X is a high transaction-weighted utilization itemset (HTWUI) if TWU(X)≥min_util. Otherwise, it is called a low transaction-weighted utilization itemset (LTWUI).

As shown in [22], any superset of an LTWUI is also an LTWUI. Thus, we can prune the supersets of LTWUIs. However, since transaction-weighted utilization is an over-estimation of the real utility itemset value, further pruning of HTWUIs is required.

The support count of itemset X, denoted by σ(X), is defined as the number of transactions in which X occurs as a subset [2]. The support count is used to prune the tree structure dynamically in the proposed CHUI-Mine, as discussed in Sect. 3.2.

Example 1

Consider the transaction database in Table 1 and the profit table in Table 2. For convenience, we write itemset {B,E} as BE. In the example database, the utility of item E in transaction T2 is u(E,T2)=2×1=2, the utility of itemset BE in transaction T2 is u(BE,T2)=u(B,T2)+u(E,T2)=10+2=12, and the utility of itemset BE in the transaction database is u(BE)=u(BE,T2)+u(BE,T4)+u(BE,T5)=12+14+20=46. Given min_util=35, since u(BE)>min_util, BE is a HUI. The transaction utility of T2 is TU(T2)=u(ABDE,T2)=25, and the transaction-weighted utilization of itemset BE is TWU(BE)=TU(T2)+TU(T4)+TU(T5)=74, and thus, BE is a HTWWUI. Since BE is contained in 3 transactions, T2,T4 and T5, the support count of BE is: σ(BE)=3.
Table 1

Example database

TID

Transactions

TU

T1

(A,2)(E,4)(F,1)

19

T2

(A,1)(B,1)(D,1)(E,1)

25

T3

(A,1)(C,1)(F,1)

13

T4

(B,1)(D,1)(E,2)

22

T5

(B,1)(C,1)(E,5)

27

Table 2

Profit table

Item

A

B

C

D

E

F

Profit

5

10

7

8

2

1

2.2 Existing algorithms

Recently, mining HUIs from a large transaction database has become an active research problem in data mining [14, 18].
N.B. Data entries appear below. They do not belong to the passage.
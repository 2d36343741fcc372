//! Token verification: the page's single trust boundary.
//!
//! Every byte the host hands us, bridge call results and channel messages
//! alike, arrives as an unverified [`SignedToken`] and passes through
//! [`TokenVerifier::verify`] before anything downstream may look at it.
//! There is deliberately no other door.
//!
//! Verification is two-stage:
//!
//! 1. **Cryptographic**: signature first, then temporal claims. A token
//!    that is mis-signed (or signed under the wrong algorithm) is rejected
//!    before any claim is inspected: fail closed, not fail open.
//! 2. **Semantic**: the verified claims decode into the typed
//!    [`EventPayload`] union, fail-closed for known event kinds.
//!
//! Stage 2 never runs on bytes that did not survive stage 1.
//!
//! The verifier is a pure function of `(token, trusted key material)`: it
//! holds no mutable state and caches nothing, so the same token verifies
//! identically as often as callers like.

use jsonwebtoken::errors::ErrorKind;
use jsonwebtoken::{Algorithm, DecodingKey, Validation};
use serde::Deserialize;
use serde_json::Value;

use alcove_protocol::{EventPayload, SignedToken};

use crate::TokenError;
use crate::payload::VerifiedPayload;

/// Default clock-skew leeway, in seconds, applied to `exp` and `nbf`.
///
/// Host and page run on the same device, so drift is small; the leeway
/// only papers over scheduling delay between minting and verifying.
pub const DEFAULT_LEEWAY_SECS: u64 = 5;

/// The claim shape every host token shares.
///
/// `type` discriminates the event, `data` is the kind-specific payload
/// (absent for data-free events like disconnect), and `iat`/`exp` are the
/// standard temporal claims. Deserialized only from claims whose signature
/// already checked out.
#[derive(Debug, Deserialize)]
struct RawClaims {
    #[serde(rename = "type")]
    kind: String,
    #[serde(default)]
    data: Value,
    #[serde(default)]
    iat: Option<u64>,
    #[serde(default)]
    exp: Option<u64>,
}

/// Verifies host tokens against pre-provisioned key material.
///
/// The algorithm is pinned at construction: a verifier built with
/// [`hs256`](TokenVerifier::hs256) rejects tokens whose header names
/// anything else, including `none`. There is no negotiation.
///
/// ```
/// use alcove_protocol::SignedToken;
/// use alcove_token::TokenVerifier;
///
/// let verifier = TokenVerifier::hs256(b"shared-secret");
/// let err = verifier.verify(&SignedToken::from("not.a.token")).unwrap_err();
/// println!("rejected: {err}");
/// ```
pub struct TokenVerifier {
    algorithm: Algorithm,
    key: DecodingKey,
    validation: Validation,
}

impl TokenVerifier {
    /// A verifier trusting an HMAC-SHA256 shared secret.
    pub fn hs256(secret: &[u8]) -> Self {
        Self::with_key(Algorithm::HS256, DecodingKey::from_secret(secret))
    }

    /// A verifier trusting an Ed25519 public key in PEM form.
    ///
    /// # Errors
    ///
    /// [`TokenError::InvalidKey`] when the PEM does not contain a usable
    /// Ed25519 public key.
    pub fn eddsa_pem(public_key_pem: &[u8]) -> Result<Self, TokenError> {
        let key = DecodingKey::from_ed_pem(public_key_pem).map_err(|err| {
            TokenError::InvalidKey {
                detail: err.to_string(),
            }
        })?;
        Ok(Self::with_key(Algorithm::EdDSA, key))
    }

    fn with_key(algorithm: Algorithm, key: DecodingKey) -> Self {
        let mut validation = Validation::new(algorithm);
        // Temporal claims are enforced when present but none is required:
        // the default validation insists on `exp`, which host event tokens
        // do not always carry.
        validation.required_spec_claims.clear();
        validation.validate_exp = true;
        validation.validate_nbf = true;
        validation.leeway = DEFAULT_LEEWAY_SECS;
        // No audience claim in this contract.
        validation.validate_aud = false;
        Self {
            algorithm,
            key,
            validation,
        }
    }

    /// Override the clock-skew leeway (seconds) applied to `exp`/`nbf`.
    pub fn with_leeway(mut self, seconds: u64) -> Self {
        self.validation.leeway = seconds;
        self
    }

    /// Verify a token and decode its claims.
    ///
    /// Checks, in order:
    ///
    /// 1. Structure and signature against the pinned algorithm and key
    /// 2. `exp` / `nbf`, when present, within the configured leeway
    /// 3. Claim shape: `type` plus a `data` matching that kind's schema
    ///
    /// Pure and idempotent; no caching, no side effects.
    ///
    /// # Errors
    ///
    /// See [`TokenError`]: one variant per way a token can fail, in the
    /// same order as the checks above.
    pub fn verify(&self, token: &SignedToken) -> Result<VerifiedPayload, TokenError> {
        // Stage 1: jsonwebtoken verifies the signature over the raw
        // compact form before it decodes or validates a single claim.
        let decoded =
            jsonwebtoken::decode::<RawClaims>(token.as_str(), &self.key, &self.validation)
                .map_err(map_decode_error)?;

        // Stage 2: semantic decode, on verified bytes only.
        let RawClaims {
            kind,
            data,
            iat,
            exp,
        } = decoded.claims;
        let event = EventPayload::decode(&kind, data).map_err(|err| {
            TokenError::MalformedClaims {
                detail: err.to_string(),
            }
        })?;

        Ok(VerifiedPayload::new(event, iat, exp))
    }
}

/// Collapse jsonwebtoken's error kinds into the page's taxonomy.
fn map_decode_error(err: jsonwebtoken::errors::Error) -> TokenError {
    match err.kind() {
        ErrorKind::InvalidSignature
        | ErrorKind::InvalidAlgorithm
        | ErrorKind::Crypto(_) => TokenError::BadSignature,
        ErrorKind::ExpiredSignature => TokenError::Expired,
        ErrorKind::ImmatureSignature => TokenError::NotYetValid,
        // The claims section decoded but did not fit `RawClaims`.
        ErrorKind::Json(source) => TokenError::MalformedClaims {
            detail: source.to_string(),
        },
        ErrorKind::MissingRequiredClaim(claim) => TokenError::MalformedClaims {
            detail: format!("missing claim {claim:?}"),
        },
        // Wrong segment count, undecodable base64, and everything else
        // structural.
        _ => TokenError::Malformed,
    }
}

/// Key material never appears in debug output.
impl std::fmt::Debug for TokenVerifier {
    fn fmt(&self, f: &mut std::fmt::Formatter<'_>) -> std::fmt::Result {
        f.debug_struct("TokenVerifier")
            .field("algorithm", &self.algorithm)
            .field("leeway_secs", &self.validation.leeway)
            .finish()
    }
}

// =========================================================================
// Tests
// =========================================================================

#[cfg(test)]
mod tests {
    use super::*;
    use alcove_protocol::Did;
    use jsonwebtoken::{EncodingKey, Header};
    use serde_json::json;
    use std::time::{SystemTime, UNIX_EPOCH};

    const SECRET: &[u8] = b"test-verification-secret";

    fn verifier() -> TokenVerifier {
        TokenVerifier::hs256(SECRET)
    }

    /// Mint a token with the trusted secret.
    fn mint(claims: &serde_json::Value) -> SignedToken {
        mint_with(SECRET, Algorithm::HS256, claims)
    }

    /// Mint a token with arbitrary key material and algorithm.
    fn mint_with(
        secret: &[u8],
        algorithm: Algorithm,
        claims: &serde_json::Value,
    ) -> SignedToken {
        let token = jsonwebtoken::encode(
            &Header::new(algorithm),
            claims,
            &EncodingKey::from_secret(secret),
        )
        .unwrap();
        SignedToken(token)
    }

    fn unix_now() -> u64 {
        SystemTime::now()
            .duration_since(UNIX_EPOCH)
            .unwrap()
            .as_secs()
    }

    /// Flip the first character of the claims segment.
    fn tamper(token: &SignedToken) -> SignedToken {
        let mut parts: Vec<String> =
            token.as_str().split('.').map(str::to_owned).collect();
        assert_eq!(parts.len(), 3, "compact token must have three segments");
        let first = parts[1].chars().next().unwrap();
        let replacement = if first == 'A' { 'B' } else { 'A' };
        parts[1] = format!("{replacement}{}", &parts[1][1..]);
        assert_ne!(first, replacement);
        SignedToken(parts.join("."))
    }

    fn profile_claims() -> serde_json::Value {
        json!({
            "type": "profile",
            "data": {
                "did": "did:x:1",
                "name": "Ada",
                "socials": [{"platform": "mastodon", "handle": "@ada"}]
            },
            "iat": unix_now(),
            "exp": unix_now() + 600
        })
    }

    // =====================================================================
    // Happy path
    // =====================================================================

    #[test]
    fn test_verify_round_trips_profile_claims() {
        let payload = verifier().verify(&mint(&profile_claims())).unwrap();

        assert_eq!(payload.kind(), "profile");
        match payload.event() {
            EventPayload::Profile(profile) => {
                assert_eq!(profile.did, Did::from("did:x:1"));
                assert_eq!(profile.name, "Ada");
                assert_eq!(profile.socials.as_ref().unwrap().len(), 1);
            }
            other => panic!("expected Profile, got {other:?}"),
        }
        assert!(payload.issued_at().is_some());
        assert!(payload.expires_at().is_some());
    }

    #[test]
    fn test_verify_token_without_temporal_claims() {
        // `exp` is optional; a data-free disconnect token is the common case.
        let payload = verifier()
            .verify(&mint(&json!({"type": "disconnected"})))
            .unwrap();
        assert_eq!(payload.event(), &EventPayload::Disconnected);
        assert!(payload.issued_at().is_none());
        assert!(payload.expires_at().is_none());
    }

    #[test]
    fn test_verify_is_idempotent() {
        let token = mint(&profile_claims());
        let v = verifier();
        let first = v.verify(&token).unwrap();
        let second = v.verify(&token).unwrap();
        assert_eq!(first, second);
    }

    #[test]
    fn test_verify_unknown_kind_is_not_an_error() {
        let payload = verifier()
            .verify(&mint(&json!({"type": "reconnected", "data": {"since": 0}})))
            .unwrap();
        assert_eq!(payload.kind(), "reconnected");
        assert!(matches!(payload.event(), EventPayload::Unknown { .. }));
    }

    // =====================================================================
    // Signature failures: must reject before claims are looked at
    // =====================================================================

    #[test]
    fn test_verify_rejects_token_signed_with_wrong_key() {
        let token =
            mint_with(b"some-other-secret", Algorithm::HS256, &profile_claims());
        let err = verifier().verify(&token).unwrap_err();
        assert!(matches!(err, TokenError::BadSignature));
    }

    #[test]
    fn test_verify_rejects_tampered_claims_segment() {
        // The signature covers the full payload: one flipped character in
        // the claims segment must fail, even though the signature itself
        // is untouched.
        let token = tamper(&mint(&profile_claims()));
        let err = verifier().verify(&token).unwrap_err();
        assert!(matches!(err, TokenError::BadSignature));
    }

    #[test]
    fn test_verify_rejects_unexpected_algorithm() {
        // Same key family, different algorithm in the header. Pinning
        // means this is a signature failure, not a negotiation.
        let token = mint_with(SECRET, Algorithm::HS384, &profile_claims());
        let err = verifier().verify(&token).unwrap_err();
        assert!(matches!(err, TokenError::BadSignature));
    }

    #[test]
    fn test_verify_rejects_expired_even_with_valid_signature() {
        let token = mint(&json!({
            "type": "profile",
            "data": {"did": "did:x:1", "name": "Ada"},
            "exp": unix_now() - 600
        }));
        let err = verifier().verify(&token).unwrap_err();
        assert!(matches!(err, TokenError::Expired));
    }

    #[test]
    fn test_verify_rejects_not_yet_valid() {
        let token = mint(&json!({
            "type": "profile",
            "data": {"did": "did:x:1", "name": "Ada"},
            "nbf": unix_now() + 600
        }));
        let err = verifier().verify(&token).unwrap_err();
        assert!(matches!(err, TokenError::NotYetValid));
    }

    #[test]
    fn test_verify_tolerates_small_clock_skew() {
        // Two seconds past expiry is inside the default five-second leeway.
        let token = mint(&json!({
            "type": "disconnected",
            "exp": unix_now() - 2
        }));
        assert!(verifier().verify(&token).is_ok());
    }

    #[test]
    fn test_with_leeway_zero_disables_tolerance() {
        let token = mint(&json!({
            "type": "disconnected",
            "exp": unix_now() - 2
        }));
        let err = verifier().with_leeway(0).verify(&token).unwrap_err();
        assert!(matches!(err, TokenError::Expired));
    }

    // =====================================================================
    // Structural failures
    // =====================================================================

    #[test]
    fn test_verify_rejects_garbage() {
        let err = verifier()
            .verify(&SignedToken::from("not a token at all"))
            .unwrap_err();
        assert!(matches!(err, TokenError::Malformed));
    }

    #[test]
    fn test_verify_rejects_wrong_segment_count() {
        let err = verifier().verify(&SignedToken::from("a.b")).unwrap_err();
        assert!(matches!(err, TokenError::Malformed));
    }

    #[test]
    fn test_verify_rejects_empty_string() {
        let err = verifier().verify(&SignedToken::from("")).unwrap_err();
        assert!(matches!(err, TokenError::Malformed));
    }

    // =====================================================================
    // Claim-shape failures: signature fine, contents not
    // =====================================================================

    #[test]
    fn test_verify_rejects_claims_without_type() {
        let token = mint(&json!({"data": {"did": "did:x:1", "name": "Ada"}}));
        let err = verifier().verify(&token).unwrap_err();
        assert!(matches!(err, TokenError::MalformedClaims { .. }));
    }

    #[test]
    fn test_verify_rejects_known_kind_with_bad_data_shape() {
        // Fail closed: a signed "profile" whose data misses the schema is
        // rejected, never returned half-typed.
        let token = mint(&json!({
            "type": "profile",
            "data": {"name": "Ada"}
        }));
        let err = verifier().verify(&token).unwrap_err();
        assert!(matches!(err, TokenError::MalformedClaims { .. }));
    }

    // =====================================================================
    // Key material
    // =====================================================================

    #[test]
    fn test_eddsa_rejects_garbage_pem() {
        let err = TokenVerifier::eddsa_pem(b"not a pem").unwrap_err();
        assert!(matches!(err, TokenError::InvalidKey { .. }));
    }

    #[test]
    fn test_debug_never_prints_key_material() {
        let debug = format!("{:?}", verifier());
        assert!(debug.contains("HS256"));
        assert!(!debug.contains("test-verification-secret"));
    }
}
The basic concepts of HUI mining were given in [36]. Since this approach, called Mining with Expected Utility (MEU), cannot use the downward closure property to reduce the number of candidate itemsets, a heuristic approach was proposed to predict whether an itemset should be added to the candidate set. However, the prediction usually overestimates, especially in the initial stages. Moreover, the examination of candidates is impractical, in terms of both processing cost and memory requirements, whenever the number of items is large or the utility threshold is low. Later, the same authors proposed two algorithms, UMining and UMining_H [37], to discover HUIs. In UMining, a pruning strategy based on the utility upper bound property is used. UMining_H has been designed with another pruning strategy based on a heuristic method. However, these methods still do not satisfy the downward closure property, and therefore, overestimate the itemsets. Thus, they also suffer from excessive candidate generations and poor test methodology.

The Two-Phase algorithm [22] was developed to find HUIs using the downward closure property. In phase I, the useful property, i.e., the transaction-weighted downward closure property is used. The size of candidates is reduced by considering the supersets of HTWUIs. In phase II, only one extra database scan is needed to filter out the HTWUIs that are indeed low utility itemsets. Although the Two-Phase algorithm effectively reduces the search space and captures a complete set of HUIs, it still generates too many candidates for HTWUIs and requires multiple database scans, especially when mining dense datasets and long patterns, much like the Apriori algorithm for frequent pattern mining.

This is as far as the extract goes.